The Chesapeake Bay TMDL—the largest ever developed by EPA—sets a maximum annual amount of nitrogen, phosphorous and sediment that can enter the bay from each river and jurisdiction, and also assigns pollutant loads specifically for the agricultural sector. States and municipalities in the Chesapeake watershed were required to develop watershed implementation plans (WIPs) with enforceable strategies to meet the TMDLs, subject to EPA penalties for noncompliance.
The projected impacts of this TMDL are significant. EPA itself estimates that 20 percent of cropped land in the Chesapeake watershed (about 600,000 acres) will have to be removed from production and converted to grassland or forest in order to achieve the required loading reductions. Moreover, farmers will be required to implement and build upon existing management practices—such as nutrient management planning, use of cover crops, continuous no-till farming and livestock stream exclusion—in order to achieve EPA’s cleanup goals, at a substantial operational and maintenance cost. In Virginia, to take just one example, the estimated cost for the agricultural sector to comply with the state’s WIP will be more than $1 billion. For farmers who operate with thin profit margins, this added expense could prove difficult to bear.

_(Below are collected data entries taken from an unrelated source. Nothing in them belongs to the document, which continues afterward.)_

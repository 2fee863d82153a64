//! Mock local session
//!
//! Signing in only records a session slot next to the ticket data. There is
//! no account store and no password check beyond form validation.

use std::fmt;
use std::path::{Path, PathBuf};
use std::time::Duration;

use serde::{Deserialize, Serialize};
use tracing::{debug, info, warn};

use crate::config::Config;
use crate::error::{AppError, Result};
use crate::form::FieldErrors;
use crate::fs::{delete_if_exists, read_optional, write_file_atomic};
use crate::paths::{SESSION_KEY, slot_path};
use crate::utils::{generate_uuid, iso_date};

pub const EMAIL_REQUIRED: &str = "Email is required";
pub const PASSWORD_REQUIRED: &str = "Password is required";
pub const NAME_REQUIRED: &str = "Name is required";
pub const PASSWORD_TOO_SHORT: &str = "Password must be at least 6 characters";
pub const MIN_PASSWORD_CHARS: usize = 6;

/// Shown when a protected screen is opened without a session
pub const LOGIN_NOTICE: &str = "Please log in to access this page.";
pub const LOGIN_NOTICE_DURATION: Duration = Duration::from_millis(1800);

pub const SIGNED_IN: &str = "Signed in";
pub const ACCOUNT_CREATED: &str = "Account created";
pub const SIGNED_OUT: &str = "Signed out";
pub const AUTH_TOAST_DURATION: Duration = Duration::from_millis(2000);

const TOKEN_PREFIX: &str = "mock-token:";

#[derive(Debug, Clone, Copy, PartialEq, Eq, PartialOrd, Ord, Hash, Default)]
pub enum AuthField {
    Name,
    #[default]
    Email,
    Password,
}

impl AuthField {
    pub fn label(self) -> &'static str {
        match self {
            AuthField::Name => "Name",
            AuthField::Email => "Email",
            AuthField::Password => "Password",
        }
    }
}

impl fmt::Display for AuthField {
    fn fmt(&self, f: &mut fmt::Formatter<'_>) -> fmt::Result {
        match self {
            AuthField::Name => write!(f, "name"),
            AuthField::Email => write!(f, "email"),
            AuthField::Password => write!(f, "password"),
        }
    }
}

pub type AuthErrors = FieldErrors<AuthField>;

#[derive(Debug, Clone, PartialEq, Eq, Serialize, Deserialize)]
pub struct User {
    pub id: String,
    pub name: String,
}

#[derive(Clone, PartialEq, Eq, Serialize, Deserialize)]
pub struct Session {
    pub token: String,
    pub user: User,
    pub created_at: String,
}

impl fmt::Debug for Session {
    fn fmt(&self, f: &mut fmt::Formatter<'_>) -> fmt::Result {
        f.debug_struct("Session")
            .field("token", &"[REDACTED]")
            .field("user", &self.user)
            .field("created_at", &self.created_at)
            .finish()
    }
}

impl Session {
    pub fn new(user: User) -> Self {
        Self {
            token: format!("{TOKEN_PREFIX}{}", generate_uuid()),
            user,
            created_at: iso_date(),
        }
    }

    pub fn is_valid(&self) -> bool {
        !self.token.trim().is_empty()
    }
}

#[derive(Debug, Clone, Default, PartialEq, Eq)]
pub struct LoginForm {
    pub email: String,
    pub password: String,
}

impl LoginForm {
    pub fn new(email: impl Into<String>, password: impl Into<String>) -> Self {
        Self {
            email: email.into(),
            password: password.into(),
        }
    }

    /// The signed-in user is named after the part of the email before '@'.
    pub fn validate(&self) -> std::result::Result<User, AuthErrors> {
        let mut errors = AuthErrors::new();
        let email = self.email.trim();
        if email.is_empty() {
            errors.insert(AuthField::Email, EMAIL_REQUIRED);
        }
        if self.password.is_empty() {
            errors.insert(AuthField::Password, PASSWORD_REQUIRED);
        }
        if !errors.is_empty() {
            return Err(errors);
        }

        let name = match email.split('@').next() {
            Some(local) if !local.is_empty() => local,
            _ => email,
        };
        Ok(User {
            id: email.to_string(),
            name: name.to_string(),
        })
    }
}

#[derive(Debug, Clone, Default, PartialEq, Eq)]
pub struct SignupForm {
    pub name: String,
    pub email: String,
    pub password: String,
}

impl SignupForm {
    pub fn new(
        name: impl Into<String>,
        email: impl Into<String>,
        password: impl Into<String>,
    ) -> Self {
        Self {
            name: name.into(),
            email: email.into(),
            password: password.into(),
        }
    }

    pub fn validate(&self) -> std::result::Result<User, AuthErrors> {
        let mut errors = AuthErrors::new();
        let name = self.name.trim();
        let email = self.email.trim();
        if name.is_empty() {
            errors.insert(AuthField::Name, NAME_REQUIRED);
        }
        if email.is_empty() {
            errors.insert(AuthField::Email, EMAIL_REQUIRED);
        }
        if self.password.chars().count() < MIN_PASSWORD_CHARS {
            errors.insert(AuthField::Password, PASSWORD_TOO_SHORT);
        }
        if !errors.is_empty() {
            return Err(errors);
        }

        Ok(User {
            id: email.to_string(),
            name: name.to_string(),
        })
    }
}

/// The session slot inside the app root
#[derive(Debug, Clone)]
pub struct SessionStore {
    path: PathBuf,
}

impl SessionStore {
    pub fn open(root: &Path) -> Self {
        Self {
            path: slot_path(root, SESSION_KEY),
        }
    }

    pub fn path(&self) -> &Path {
        &self.path
    }

    /// Current session, if the slot holds a usable one.
    pub fn current(&self) -> Option<Session> {
        let raw = match read_optional(&self.path) {
            Ok(Some(raw)) => raw,
            Ok(None) => return None,
            Err(e) => {
                warn!("Failed to read session: {}", e);
                return None;
            }
        };

        match serde_json::from_str::<Session>(&raw) {
            Ok(session) if session.is_valid() => Some(session),
            Ok(_) => None,
            Err(e) => {
                debug!("Ignoring unreadable session slot: {}", e);
                None
            }
        }
    }

    pub fn is_authenticated(&self) -> bool {
        self.current().is_some()
    }

    fn save(&self, session: &Session) -> Result<()> {
        let content = serde_json::to_string_pretty(session)?;
        write_file_atomic(&self.path, &content)
    }

    pub fn login(&self, form: &LoginForm) -> Result<Session> {
        let user = form.validate().map_err(AppError::AuthValidation)?;
        let session = Session::new(user);
        self.save(&session)?;
        info!("Signed in as {}", session.user.id);
        Ok(session)
    }

    pub fn signup(&self, form: &SignupForm) -> Result<Session> {
        let user = form.validate().map_err(AppError::AuthValidation)?;
        let session = Session::new(user);
        self.save(&session)?;
        info!("Created account for {}", session.user.id);
        Ok(session)
    }

    /// Remove the session. Returns whether one was present.
    pub fn logout(&self) -> Result<bool> {
        let removed = delete_if_exists(&self.path)?;
        if removed {
            info!("Signed out");
        }
        Ok(removed)
    }

    /// Gate for protected surfaces.
    ///
    /// Returns the current session, or `None` when login is not required and
    /// nobody is signed in.
    pub fn require(&self, config: &Config) -> Result<Option<Session>> {
        match self.current() {
            Some(session) => Ok(Some(session)),
            None if !config.require_login => Ok(None),
            None => Err(AppError::AuthRequired(LOGIN_NOTICE.to_string())),
        }
    }
}

#[cfg(test)]
mod tests {
    use super::*;
    use tempfile::TempDir;

    #[test]
    fn test_login_validation_messages() {
        let errors = LoginForm::new("  ", "").validate().unwrap_err();
        assert_eq!(errors.get(AuthField::Email), Some(EMAIL_REQUIRED));
        assert_eq!(errors.get(AuthField::Password), Some(PASSWORD_REQUIRED));
    }

    #[test]
    fn test_login_derives_user_name() {
        let user = LoginForm::new(" ada@example.com ", "pw").validate().unwrap();
        assert_eq!(user.id, "ada@example.com");
        assert_eq!(user.name, "ada");

        let user = LoginForm::new("@host", "pw").validate().unwrap();
        assert_eq!(user.name, "@host");
    }

    #[test]
    fn test_signup_validation_messages() {
        let errors = SignupForm::new("", "", "12345").validate().unwrap_err();
        assert_eq!(errors.len(), 3);
        assert_eq!(errors.get(AuthField::Name), Some(NAME_REQUIRED));
        assert_eq!(errors.get(AuthField::Email), Some(EMAIL_REQUIRED));
        assert_eq!(errors.get(AuthField::Password), Some(PASSWORD_TOO_SHORT));
        assert_eq!(errors.first(), Some(AuthField::Name));
    }

    #[test]
    fn test_signup_uses_given_name() {
        let user = SignupForm::new("Ada L", "ada@example.com", "123456")
            .validate()
            .unwrap();
        assert_eq!(user.name, "Ada L");
        assert_eq!(user.id, "ada@example.com");
    }

    #[test]
    fn test_session_debug_redacts_token() {
        let session = Session::new(User {
            id: "a@b.c".to_string(),
            name: "a".to_string(),
        });
        assert!(session.token.starts_with("mock-token:"));
        let debug = format!("{session:?}");
        assert!(debug.contains("[REDACTED]"));
        assert!(!debug.contains(&session.token));
    }

    #[test]
    fn test_login_logout_cycle() {
        let dir = TempDir::new().unwrap();
        let store = SessionStore::open(dir.path());
        assert!(!store.is_authenticated());

        let session = store.login(&LoginForm::new("ada@example.com", "pw")).unwrap();
        assert_eq!(store.current(), Some(session));
        assert!(dir.path().join("ticketapp_session.json").exists());

        assert!(store.logout().unwrap());
        assert!(!store.is_authenticated());
        assert!(!store.logout().unwrap());
    }

    #[test]
    fn test_invalid_login_writes_nothing() {
        let dir = TempDir::new().unwrap();
        let store = SessionStore::open(dir.path());
        let result = store.login(&LoginForm::new("", ""));
        assert!(matches!(result, Err(AppError::AuthValidation(_))));
        assert!(!store.path().exists());
    }

    #[test]
    fn test_garbage_or_empty_token_is_not_a_session() {
        let dir = TempDir::new().unwrap();
        let store = SessionStore::open(dir.path());

        std::fs::write(store.path(), "not json").unwrap();
        assert!(store.current().is_none());

        std::fs::write(
            store.path(),
            r#"{"token":"","user":{"id":"x","name":"x"},"created_at":"2024-01-01T00:00:00Z"}"#,
        )
        .unwrap();
        assert!(store.current().is_none());
    }

    #[test]
    fn test_require_session() {
        let dir = TempDir::new().unwrap();
        let store = SessionStore::open(dir.path());

        let err = store.require(&Config::default()).unwrap_err();
        assert_eq!(err.to_string(), LOGIN_NOTICE);

        let relaxed = Config {
            require_login: false,
            ..Config::default()
        };
        assert!(store.require(&relaxed).unwrap().is_none());

        store.login(&LoginForm::new("a@b.c", "pw")).unwrap();
        assert!(store.require(&Config::default()).unwrap().is_some());
    }
}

Beyond these costs, the Chesapeake Bay TMDL has also created substantial regulatory uncertainty for farmers in the watershed. The prospect of far-reaching federal regulation was recently signaled by Executive Order 13508, which President Obama issued in May 2009. The order calls for the federal government to lead a renewed effort to restore the Chesapeake Bay and its watershed. In response, EPA established an accountability framework in December 2009 for each of the six watershed states and the District of Columbia to meet the TMDL goals. EPA specifically stated that if the jurisdictions did not develop WIPs, identify two-year milestone commitments and/or fulfill those commitments consistent with its expectations, EPA would take “appropriate independent actions or consequences”—expanding NPDES permit coverage to currently unregulated sources; incorporating specific nutrient reduction management practices into NPDES permits; increasing oversight of state permit issuance; increasing federal enforcement and compliance; prohibiting new or expanded pollution discharges; discounting nutrient and sediment reduction progress; and conditioning or redirecting EPA grants, among the possible actions. This regulatory threat has had a chilling effect on agricultural investment and production in the watershed. Not surprisingly, the American Farm Bureau Federation and others have filed suit challenging the TMDL as exceeding EPA’s authority under the CWA.